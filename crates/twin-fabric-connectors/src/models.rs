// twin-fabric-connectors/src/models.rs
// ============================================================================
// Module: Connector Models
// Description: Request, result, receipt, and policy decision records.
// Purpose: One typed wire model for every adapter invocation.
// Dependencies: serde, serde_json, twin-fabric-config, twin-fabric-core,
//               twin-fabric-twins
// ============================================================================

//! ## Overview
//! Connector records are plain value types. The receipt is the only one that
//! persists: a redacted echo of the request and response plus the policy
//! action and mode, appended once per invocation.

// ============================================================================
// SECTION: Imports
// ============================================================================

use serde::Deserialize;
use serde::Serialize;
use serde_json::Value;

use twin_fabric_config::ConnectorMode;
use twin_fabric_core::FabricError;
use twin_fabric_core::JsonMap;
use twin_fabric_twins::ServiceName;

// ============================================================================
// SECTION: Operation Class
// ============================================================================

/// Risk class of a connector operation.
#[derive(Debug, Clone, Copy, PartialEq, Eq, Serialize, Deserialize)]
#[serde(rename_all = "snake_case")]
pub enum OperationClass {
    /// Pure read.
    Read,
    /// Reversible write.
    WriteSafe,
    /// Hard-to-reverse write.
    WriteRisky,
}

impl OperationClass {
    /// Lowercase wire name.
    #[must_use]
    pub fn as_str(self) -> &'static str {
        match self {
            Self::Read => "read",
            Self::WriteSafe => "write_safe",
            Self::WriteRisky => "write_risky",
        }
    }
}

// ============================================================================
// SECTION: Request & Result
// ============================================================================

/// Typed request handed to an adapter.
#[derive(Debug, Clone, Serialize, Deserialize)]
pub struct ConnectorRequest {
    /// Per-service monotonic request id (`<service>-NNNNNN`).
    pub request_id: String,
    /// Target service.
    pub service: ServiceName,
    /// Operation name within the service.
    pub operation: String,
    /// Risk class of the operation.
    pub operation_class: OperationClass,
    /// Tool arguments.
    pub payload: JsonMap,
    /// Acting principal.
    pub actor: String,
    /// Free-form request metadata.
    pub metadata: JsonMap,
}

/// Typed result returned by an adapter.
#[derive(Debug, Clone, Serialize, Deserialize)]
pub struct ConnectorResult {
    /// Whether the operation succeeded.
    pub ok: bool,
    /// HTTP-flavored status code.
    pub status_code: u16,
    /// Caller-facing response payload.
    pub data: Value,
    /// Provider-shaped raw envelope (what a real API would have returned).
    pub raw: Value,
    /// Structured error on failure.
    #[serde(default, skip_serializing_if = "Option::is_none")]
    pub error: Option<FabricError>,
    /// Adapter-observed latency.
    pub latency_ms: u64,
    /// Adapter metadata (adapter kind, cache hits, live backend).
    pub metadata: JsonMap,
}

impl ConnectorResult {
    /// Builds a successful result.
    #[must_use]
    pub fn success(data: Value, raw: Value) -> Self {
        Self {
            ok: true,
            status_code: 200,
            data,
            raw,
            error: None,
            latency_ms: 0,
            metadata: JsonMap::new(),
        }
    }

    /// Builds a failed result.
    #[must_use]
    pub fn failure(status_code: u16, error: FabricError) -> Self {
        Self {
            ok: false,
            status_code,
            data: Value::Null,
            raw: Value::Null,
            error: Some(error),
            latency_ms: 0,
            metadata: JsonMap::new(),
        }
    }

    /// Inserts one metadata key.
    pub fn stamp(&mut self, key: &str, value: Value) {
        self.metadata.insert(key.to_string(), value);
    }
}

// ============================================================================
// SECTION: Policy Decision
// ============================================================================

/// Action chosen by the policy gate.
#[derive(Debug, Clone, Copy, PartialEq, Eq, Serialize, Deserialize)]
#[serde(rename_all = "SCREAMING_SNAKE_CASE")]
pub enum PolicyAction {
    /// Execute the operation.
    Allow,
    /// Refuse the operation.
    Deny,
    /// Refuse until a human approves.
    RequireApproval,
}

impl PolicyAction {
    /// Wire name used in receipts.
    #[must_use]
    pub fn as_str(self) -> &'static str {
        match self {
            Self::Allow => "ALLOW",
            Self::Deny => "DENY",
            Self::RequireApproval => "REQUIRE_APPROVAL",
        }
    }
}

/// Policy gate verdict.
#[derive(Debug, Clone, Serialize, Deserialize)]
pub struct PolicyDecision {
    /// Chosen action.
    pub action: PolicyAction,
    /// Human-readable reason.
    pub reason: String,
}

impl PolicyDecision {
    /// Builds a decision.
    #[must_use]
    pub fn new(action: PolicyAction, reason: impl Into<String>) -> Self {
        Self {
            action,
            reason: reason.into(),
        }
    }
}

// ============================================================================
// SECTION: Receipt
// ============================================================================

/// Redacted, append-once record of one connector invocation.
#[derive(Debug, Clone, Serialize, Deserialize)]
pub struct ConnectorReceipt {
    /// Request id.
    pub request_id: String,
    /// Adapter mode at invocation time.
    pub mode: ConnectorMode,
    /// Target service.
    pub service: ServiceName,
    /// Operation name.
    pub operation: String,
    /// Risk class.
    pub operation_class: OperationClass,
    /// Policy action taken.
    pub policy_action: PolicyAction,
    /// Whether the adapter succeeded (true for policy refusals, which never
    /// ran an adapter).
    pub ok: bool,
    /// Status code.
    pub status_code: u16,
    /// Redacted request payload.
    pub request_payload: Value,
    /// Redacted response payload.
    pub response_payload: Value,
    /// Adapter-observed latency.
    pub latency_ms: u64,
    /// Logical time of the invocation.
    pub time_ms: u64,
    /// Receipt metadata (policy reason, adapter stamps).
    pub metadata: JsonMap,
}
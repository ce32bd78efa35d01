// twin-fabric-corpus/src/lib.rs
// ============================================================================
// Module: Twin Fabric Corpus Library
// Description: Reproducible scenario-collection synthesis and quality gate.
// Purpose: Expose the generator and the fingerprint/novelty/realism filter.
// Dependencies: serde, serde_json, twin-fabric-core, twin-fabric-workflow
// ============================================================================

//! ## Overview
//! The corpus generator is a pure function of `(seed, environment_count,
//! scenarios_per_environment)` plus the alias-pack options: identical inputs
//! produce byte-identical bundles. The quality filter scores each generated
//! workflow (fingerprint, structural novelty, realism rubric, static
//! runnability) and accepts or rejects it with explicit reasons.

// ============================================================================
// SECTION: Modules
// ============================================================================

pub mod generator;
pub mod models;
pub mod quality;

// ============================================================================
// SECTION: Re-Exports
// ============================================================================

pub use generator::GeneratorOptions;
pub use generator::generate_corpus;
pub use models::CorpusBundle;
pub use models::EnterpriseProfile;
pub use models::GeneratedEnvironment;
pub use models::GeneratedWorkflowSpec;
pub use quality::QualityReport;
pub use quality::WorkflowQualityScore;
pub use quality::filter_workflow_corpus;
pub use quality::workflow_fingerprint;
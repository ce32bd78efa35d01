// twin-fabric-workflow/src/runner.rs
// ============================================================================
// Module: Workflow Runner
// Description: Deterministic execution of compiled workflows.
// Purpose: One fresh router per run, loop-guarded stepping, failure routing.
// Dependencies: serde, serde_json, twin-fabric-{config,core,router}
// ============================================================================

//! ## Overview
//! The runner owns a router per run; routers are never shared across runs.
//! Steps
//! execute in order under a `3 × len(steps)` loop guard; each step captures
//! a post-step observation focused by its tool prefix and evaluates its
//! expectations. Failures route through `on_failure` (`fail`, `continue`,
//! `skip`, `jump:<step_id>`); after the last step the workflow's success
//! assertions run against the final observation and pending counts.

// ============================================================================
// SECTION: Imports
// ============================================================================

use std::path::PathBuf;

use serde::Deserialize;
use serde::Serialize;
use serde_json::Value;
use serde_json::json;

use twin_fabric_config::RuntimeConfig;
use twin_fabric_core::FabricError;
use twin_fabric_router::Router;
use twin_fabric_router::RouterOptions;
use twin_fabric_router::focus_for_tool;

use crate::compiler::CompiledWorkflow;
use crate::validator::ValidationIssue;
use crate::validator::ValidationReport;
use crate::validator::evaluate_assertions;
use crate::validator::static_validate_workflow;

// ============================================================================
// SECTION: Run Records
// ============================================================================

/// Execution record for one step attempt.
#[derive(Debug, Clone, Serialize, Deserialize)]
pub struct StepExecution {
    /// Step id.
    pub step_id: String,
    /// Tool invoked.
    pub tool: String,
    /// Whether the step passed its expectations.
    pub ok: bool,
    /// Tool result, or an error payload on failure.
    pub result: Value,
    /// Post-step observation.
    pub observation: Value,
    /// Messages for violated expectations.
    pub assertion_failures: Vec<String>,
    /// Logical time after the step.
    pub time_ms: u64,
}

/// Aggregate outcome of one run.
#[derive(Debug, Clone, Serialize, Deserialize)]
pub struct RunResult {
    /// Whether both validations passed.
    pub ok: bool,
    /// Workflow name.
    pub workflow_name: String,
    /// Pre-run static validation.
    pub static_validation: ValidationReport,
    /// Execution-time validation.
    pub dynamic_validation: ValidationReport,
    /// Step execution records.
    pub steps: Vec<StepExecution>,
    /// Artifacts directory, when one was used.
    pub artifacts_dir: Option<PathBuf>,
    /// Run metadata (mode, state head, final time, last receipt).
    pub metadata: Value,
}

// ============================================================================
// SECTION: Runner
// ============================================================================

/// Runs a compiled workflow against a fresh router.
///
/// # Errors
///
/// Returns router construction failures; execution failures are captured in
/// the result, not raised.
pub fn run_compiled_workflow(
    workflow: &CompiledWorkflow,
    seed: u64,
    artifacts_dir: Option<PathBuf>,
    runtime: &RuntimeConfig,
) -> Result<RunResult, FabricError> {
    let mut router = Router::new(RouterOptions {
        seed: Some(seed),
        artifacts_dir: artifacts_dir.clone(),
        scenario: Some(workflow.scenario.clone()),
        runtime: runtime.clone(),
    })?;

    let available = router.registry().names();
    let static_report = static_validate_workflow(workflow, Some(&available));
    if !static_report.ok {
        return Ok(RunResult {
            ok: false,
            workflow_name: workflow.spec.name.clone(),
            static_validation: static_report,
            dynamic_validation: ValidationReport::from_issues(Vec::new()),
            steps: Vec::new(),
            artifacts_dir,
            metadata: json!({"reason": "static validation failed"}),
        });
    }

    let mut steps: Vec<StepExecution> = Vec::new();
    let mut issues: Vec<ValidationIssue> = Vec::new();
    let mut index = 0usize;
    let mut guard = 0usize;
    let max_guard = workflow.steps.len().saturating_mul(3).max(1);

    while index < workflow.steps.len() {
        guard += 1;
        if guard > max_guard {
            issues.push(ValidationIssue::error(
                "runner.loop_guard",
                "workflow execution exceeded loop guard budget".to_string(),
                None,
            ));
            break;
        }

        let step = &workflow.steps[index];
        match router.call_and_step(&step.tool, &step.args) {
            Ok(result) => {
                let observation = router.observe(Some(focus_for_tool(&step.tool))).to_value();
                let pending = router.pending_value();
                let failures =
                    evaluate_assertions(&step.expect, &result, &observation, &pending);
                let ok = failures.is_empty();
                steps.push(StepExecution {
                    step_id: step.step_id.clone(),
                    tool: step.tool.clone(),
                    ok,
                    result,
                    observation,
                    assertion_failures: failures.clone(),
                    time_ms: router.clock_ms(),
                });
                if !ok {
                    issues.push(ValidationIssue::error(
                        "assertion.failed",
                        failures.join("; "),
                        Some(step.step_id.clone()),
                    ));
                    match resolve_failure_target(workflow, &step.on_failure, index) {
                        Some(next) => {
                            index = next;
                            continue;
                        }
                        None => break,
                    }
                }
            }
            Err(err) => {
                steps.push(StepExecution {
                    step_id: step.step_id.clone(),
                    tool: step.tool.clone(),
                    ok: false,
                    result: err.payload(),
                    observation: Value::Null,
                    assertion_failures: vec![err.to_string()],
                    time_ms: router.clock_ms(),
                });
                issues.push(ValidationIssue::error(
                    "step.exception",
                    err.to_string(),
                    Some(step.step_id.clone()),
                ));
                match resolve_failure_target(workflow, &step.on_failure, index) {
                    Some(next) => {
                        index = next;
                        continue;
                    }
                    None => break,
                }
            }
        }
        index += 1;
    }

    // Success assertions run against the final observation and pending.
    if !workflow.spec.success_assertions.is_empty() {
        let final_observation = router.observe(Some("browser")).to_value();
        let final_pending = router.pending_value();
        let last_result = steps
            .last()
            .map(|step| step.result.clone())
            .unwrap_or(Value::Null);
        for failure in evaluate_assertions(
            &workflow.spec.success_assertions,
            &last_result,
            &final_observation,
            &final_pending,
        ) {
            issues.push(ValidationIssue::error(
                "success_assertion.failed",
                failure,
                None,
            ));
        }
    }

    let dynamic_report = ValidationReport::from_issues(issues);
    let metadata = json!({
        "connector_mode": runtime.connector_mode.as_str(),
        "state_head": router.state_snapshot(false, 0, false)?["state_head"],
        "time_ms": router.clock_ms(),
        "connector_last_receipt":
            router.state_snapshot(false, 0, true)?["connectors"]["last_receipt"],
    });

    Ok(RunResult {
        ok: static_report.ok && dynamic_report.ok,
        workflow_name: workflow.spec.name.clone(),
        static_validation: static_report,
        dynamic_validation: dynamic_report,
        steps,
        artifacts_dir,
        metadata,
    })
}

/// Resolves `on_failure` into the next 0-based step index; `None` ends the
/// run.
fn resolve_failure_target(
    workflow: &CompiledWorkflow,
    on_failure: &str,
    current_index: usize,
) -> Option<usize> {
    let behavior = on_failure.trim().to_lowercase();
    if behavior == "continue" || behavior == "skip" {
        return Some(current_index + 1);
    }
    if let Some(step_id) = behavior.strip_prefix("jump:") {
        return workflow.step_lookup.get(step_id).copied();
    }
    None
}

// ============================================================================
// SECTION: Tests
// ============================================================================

◆ ◆ ◆

Directions for this task: Once you find the line with "shared across runs." above, print it and every line after it up to and including the line with "use crate::validator::ValidationIssue;", exactly as written and nothing else.

Output:
//! The runner owns a router per run; routers are never shared across runs.
//! Steps
//! execute in order under a `3 × len(steps)` loop guard; each step captures
//! a post-step observation focused by its tool prefix and evaluates its
//! expectations. Failures route through `on_failure` (`fail`, `continue`,
//! `skip`, `jump:<step_id>`); after the last step the workflow's success
//! assertions run against the final observation and pending counts.

// ============================================================================
// SECTION: Imports
// ============================================================================

use std::path::PathBuf;

use serde::Deserialize;
use serde::Serialize;
use serde_json::Value;
use serde_json::json;

use twin_fabric_config::RuntimeConfig;
use twin_fabric_core::FabricError;
use twin_fabric_router::Router;
use twin_fabric_router::RouterOptions;
use twin_fabric_router::focus_for_tool;

use crate::compiler::CompiledWorkflow;
use crate::validator::ValidationIssue;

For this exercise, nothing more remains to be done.